** Task to complete **
Go through the entries below and print, exactly, the lines starting at the one with "pub enum ProfileCommands" and ending at the one with "ratio_to_f64(&profile.tolerance) * 100.0);", keeping both ends and no others.

▬▬▬▬▬▬

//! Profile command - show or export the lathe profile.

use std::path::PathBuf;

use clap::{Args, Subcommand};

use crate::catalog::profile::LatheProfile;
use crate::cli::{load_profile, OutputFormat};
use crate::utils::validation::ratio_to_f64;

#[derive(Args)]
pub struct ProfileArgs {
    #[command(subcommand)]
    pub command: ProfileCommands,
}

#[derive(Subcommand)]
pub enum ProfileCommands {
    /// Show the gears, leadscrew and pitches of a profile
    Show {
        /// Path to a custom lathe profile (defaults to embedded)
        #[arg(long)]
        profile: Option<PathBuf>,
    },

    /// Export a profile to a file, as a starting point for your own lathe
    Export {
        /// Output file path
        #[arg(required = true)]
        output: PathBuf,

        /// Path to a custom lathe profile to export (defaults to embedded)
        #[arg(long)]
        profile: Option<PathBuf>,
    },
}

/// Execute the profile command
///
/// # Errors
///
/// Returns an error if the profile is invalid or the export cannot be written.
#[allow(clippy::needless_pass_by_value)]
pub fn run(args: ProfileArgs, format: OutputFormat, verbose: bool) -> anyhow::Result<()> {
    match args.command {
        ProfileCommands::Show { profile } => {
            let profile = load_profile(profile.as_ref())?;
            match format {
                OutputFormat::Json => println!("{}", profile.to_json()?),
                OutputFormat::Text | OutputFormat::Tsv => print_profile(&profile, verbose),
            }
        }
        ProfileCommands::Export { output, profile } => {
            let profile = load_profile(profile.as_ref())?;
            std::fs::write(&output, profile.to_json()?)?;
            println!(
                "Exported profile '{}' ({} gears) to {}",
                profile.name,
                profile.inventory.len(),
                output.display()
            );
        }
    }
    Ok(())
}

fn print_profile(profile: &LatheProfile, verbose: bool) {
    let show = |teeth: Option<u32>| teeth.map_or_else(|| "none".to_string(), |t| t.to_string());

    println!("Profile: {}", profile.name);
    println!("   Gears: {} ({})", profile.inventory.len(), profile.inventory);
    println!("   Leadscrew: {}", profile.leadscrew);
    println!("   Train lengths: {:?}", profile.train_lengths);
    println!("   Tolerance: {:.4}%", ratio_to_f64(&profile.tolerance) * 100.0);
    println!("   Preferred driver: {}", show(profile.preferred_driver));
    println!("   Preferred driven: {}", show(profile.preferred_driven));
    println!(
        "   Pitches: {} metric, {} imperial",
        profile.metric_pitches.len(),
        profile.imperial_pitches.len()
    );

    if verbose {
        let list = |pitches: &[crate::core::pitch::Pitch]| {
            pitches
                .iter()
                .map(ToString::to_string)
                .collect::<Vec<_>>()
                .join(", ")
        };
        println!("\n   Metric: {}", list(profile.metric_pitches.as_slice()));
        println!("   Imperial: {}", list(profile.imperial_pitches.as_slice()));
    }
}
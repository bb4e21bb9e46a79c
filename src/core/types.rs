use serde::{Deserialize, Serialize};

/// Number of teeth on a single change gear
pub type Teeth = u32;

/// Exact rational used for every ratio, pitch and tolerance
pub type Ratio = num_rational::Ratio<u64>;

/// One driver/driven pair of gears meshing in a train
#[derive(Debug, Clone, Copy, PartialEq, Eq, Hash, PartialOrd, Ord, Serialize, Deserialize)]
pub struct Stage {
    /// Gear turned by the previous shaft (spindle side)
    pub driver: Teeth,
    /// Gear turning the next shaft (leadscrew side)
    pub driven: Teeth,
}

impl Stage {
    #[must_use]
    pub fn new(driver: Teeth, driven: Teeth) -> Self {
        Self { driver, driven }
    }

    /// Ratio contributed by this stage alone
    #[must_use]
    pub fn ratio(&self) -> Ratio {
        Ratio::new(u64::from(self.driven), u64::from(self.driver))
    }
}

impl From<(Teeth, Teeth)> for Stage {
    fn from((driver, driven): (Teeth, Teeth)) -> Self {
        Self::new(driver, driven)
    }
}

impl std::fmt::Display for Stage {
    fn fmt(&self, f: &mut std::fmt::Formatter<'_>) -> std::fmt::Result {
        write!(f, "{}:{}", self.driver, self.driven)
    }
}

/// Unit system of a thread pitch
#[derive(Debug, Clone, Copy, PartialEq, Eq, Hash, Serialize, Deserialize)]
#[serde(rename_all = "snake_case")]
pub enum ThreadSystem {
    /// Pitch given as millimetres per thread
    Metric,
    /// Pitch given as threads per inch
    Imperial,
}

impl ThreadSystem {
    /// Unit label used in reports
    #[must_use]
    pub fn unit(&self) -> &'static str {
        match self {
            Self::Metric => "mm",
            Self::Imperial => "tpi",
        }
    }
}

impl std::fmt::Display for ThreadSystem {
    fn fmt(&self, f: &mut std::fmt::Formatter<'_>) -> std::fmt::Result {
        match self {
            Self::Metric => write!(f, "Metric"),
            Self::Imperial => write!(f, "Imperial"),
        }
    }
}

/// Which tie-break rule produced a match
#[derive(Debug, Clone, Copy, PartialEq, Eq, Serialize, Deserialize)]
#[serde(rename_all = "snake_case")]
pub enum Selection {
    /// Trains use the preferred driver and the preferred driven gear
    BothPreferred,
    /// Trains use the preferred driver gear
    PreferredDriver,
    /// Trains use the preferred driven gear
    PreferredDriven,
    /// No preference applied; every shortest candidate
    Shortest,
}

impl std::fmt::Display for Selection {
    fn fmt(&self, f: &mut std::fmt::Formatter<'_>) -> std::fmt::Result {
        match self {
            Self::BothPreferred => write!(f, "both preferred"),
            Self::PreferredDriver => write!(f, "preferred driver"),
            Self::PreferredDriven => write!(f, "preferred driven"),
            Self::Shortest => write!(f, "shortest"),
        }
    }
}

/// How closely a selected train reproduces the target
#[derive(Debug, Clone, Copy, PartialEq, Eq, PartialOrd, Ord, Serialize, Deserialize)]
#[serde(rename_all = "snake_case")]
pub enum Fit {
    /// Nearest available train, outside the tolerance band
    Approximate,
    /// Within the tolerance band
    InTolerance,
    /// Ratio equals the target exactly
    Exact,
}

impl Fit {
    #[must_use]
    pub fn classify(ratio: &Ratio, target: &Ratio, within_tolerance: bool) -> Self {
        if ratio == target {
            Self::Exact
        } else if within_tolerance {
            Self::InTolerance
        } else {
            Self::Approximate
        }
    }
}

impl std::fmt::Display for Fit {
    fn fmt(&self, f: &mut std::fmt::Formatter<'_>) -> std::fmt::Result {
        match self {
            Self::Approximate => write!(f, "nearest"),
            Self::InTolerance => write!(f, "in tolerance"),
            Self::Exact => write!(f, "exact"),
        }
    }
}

▬▬▬▬▬▬

** Your solution **
pub enum ProfileCommands {
    /// Show the gears, leadscrew and pitches of a profile
    Show {
        /// Path to a custom lathe profile (defaults to embedded)
        #[arg(long)]
        profile: Option<PathBuf>,
    },

    /// Export a profile to a file, as a starting point for your own lathe
    Export {
        /// Output file path
        #[arg(required = true)]
        output: PathBuf,

        /// Path to a custom lathe profile to export (defaults to embedded)
        #[arg(long)]
        profile: Option<PathBuf>,
    },
}

/// Execute the profile command
///
/// # Errors
///
/// Returns an error if the profile is invalid or the export cannot be written.
#[allow(clippy::needless_pass_by_value)]
pub fn run(args: ProfileArgs, format: OutputFormat, verbose: bool) -> anyhow::Result<()> {
    match args.command {
        ProfileCommands::Show { profile } => {
            let profile = load_profile(profile.as_ref())?;
            match format {
                OutputFormat::Json => println!("{}", profile.to_json()?),
                OutputFormat::Text | OutputFormat::Tsv => print_profile(&profile, verbose),
            }
        }
        ProfileCommands::Export { output, profile } => {
            let profile = load_profile(profile.as_ref())?;
            std::fs::write(&output, profile.to_json()?)?;
            println!(
                "Exported profile '{}' ({} gears) to {}",
                profile.name,
                profile.inventory.len(),
                output.display()
            );
        }
    }
    Ok(())
}

fn print_profile(profile: &LatheProfile, verbose: bool) {
    let show = |teeth: Option<u32>| teeth.map_or_else(|| "none".to_string(), |t| t.to_string());

    println!("Profile: {}", profile.name);
    println!("   Gears: {} ({})", profile.inventory.len(), profile.inventory);
    println!("   Leadscrew: {}", profile.leadscrew);
    println!("   Train lengths: {:?}", profile.train_lengths);
    println!("   Tolerance: {:.4}%", ratio_to_f64(&profile.tolerance) * 100.0);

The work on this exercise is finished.